The Big Stone County Courthouse in Ortonville, Minnesota is the center of government for Big Stone County, Minnesota. The county was established by the Minnesota Legislature in 1862, but the government was not organized until 1873, when Governor Horace Austin appointed three county commissioners. They did nothing, so Governor Cushman Kellogg Davis appointed three replacement commissioners in 1874. The county seat was established at Ortonville in 1874 and three elected commissioners took office in the beginning of 1877. The organization was challenged in court, and the Minnesota Supreme Court ruled that the county had not properly been organized. The county was declared organized in 1881 by the Minnesota Legislature. The first courthouse, a wood-frame structure, was built in October 1882, but was destroyed by fire on October 31, 1885. A new wood-frame courthouse was built in 1886, and the county later built a granite jail building in 1895.

In 1901, the county decided to replace the wood-frame courthouse with a brick building. Architect Fremont D. Orff designed the building, and Ole H. Olsen of Stillwater, Minnesota was awarded the construction contract. The building was completed in 1902. The previous wooden courthouse was donated to the local school district, which used it for a classroom until it was demolished in 1918. The 1895 jail building was demolished during the 1940s.

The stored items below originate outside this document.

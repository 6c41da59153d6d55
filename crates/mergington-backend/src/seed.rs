//! The activities every fresh directory starts with.

use mergington::data::Activity;
use mergington::id::ActivityId;

/// Returns the seeded activities in a stable order.
pub fn activities() -> Vec<(ActivityId, Activity)> {
    vec![
        (
            "Chess Club".into(),
            Activity::new(
                "Learn strategies and compete in chess tournaments",
                "Fridays, 3:30 PM - 5:00 PM",
                12,
            )
            .with_participants(["michael@mergington.edu", "daniel@mergington.edu"]),
        ),
        (
            "Programming Class".into(),
            Activity::new(
                "Learn programming fundamentals and build software projects",
                "Tuesdays and Thursdays, 3:30 PM - 4:30 PM",
                20,
            )
            .with_participants(["emma@mergington.edu", "sophia@mergington.edu"]),
        ),
        (
            "Gym Class".into(),
            Activity::new(
                "Physical education and sports activities",
                "Mondays, Wednesdays, Fridays, 2:00 PM - 3:00 PM",
                30,
            )
            .with_participants(["john@mergington.edu", "olivia@mergington.edu"]),
        ),
        (
            "Soccer Team".into(),
            Activity::new(
                "Join the school soccer team and compete in matches",
                "Tuesdays and Thursdays, 4:00 PM - 5:30 PM",
                22,
            )
            .with_participants(["liam@mergington.edu", "noah@mergington.edu"]),
        ),
        (
            "Basketball Team".into(),
            Activity::new(
                "Practice and play basketball with the school team",
                "Wednesdays and Fridays, 3:30 PM - 5:00 PM",
                15,
            )
            .with_participants(["ava@mergington.edu", "mia@mergington.edu"]),
        ),
        (
            "Art Club".into(),
            Activity::new(
                "Explore your creativity through painting and drawing",
                "Thursdays, 3:30 PM - 5:00 PM",
                15,
            )
            .with_participants(["amelia@mergington.edu", "harper@mergington.edu"]),
        ),
        (
            "Drama Club".into(),
            Activity::new(
                "Act, direct, and produce plays and performances",
                "Mondays and Wednesdays, 4:00 PM - 5:30 PM",
                20,
            )
            .with_participants(["ella@mergington.edu", "scarlett@mergington.edu"]),
        ),
        (
            "Math Club".into(),
            Activity::new(
                "Solve challenging problems and participate in math competitions",
                "Tuesdays, 3:30 PM - 4:30 PM",
                10,
            )
            .with_participants(["james@mergington.edu", "benjamin@mergington.edu"]),
        ),
        (
            "Debate Team".into(),
            Activity::new(
                "Develop public speaking and argumentation skills",
                "Fridays, 4:00 PM - 5:30 PM",
                12,
            )
            .with_participants(["charlotte@mergington.edu", "henry@mergington.edu"]),
        ),
    ]
}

The building is faced with light brown brick and is accented with Ortonville granite trim. During a 1983-1984 study, the Minnesota State Historic Preservation Office surveyed seven counties in west central Minnesota, and noted that the courthouse was the largest turn-of-the-century building in Big Stone County and one of its best examples of large-scale Victorian architecture. It is historically significant as one of a shrinking number of Victorian-style Minnesota courthouses, and it has served as the seat of government since it was built.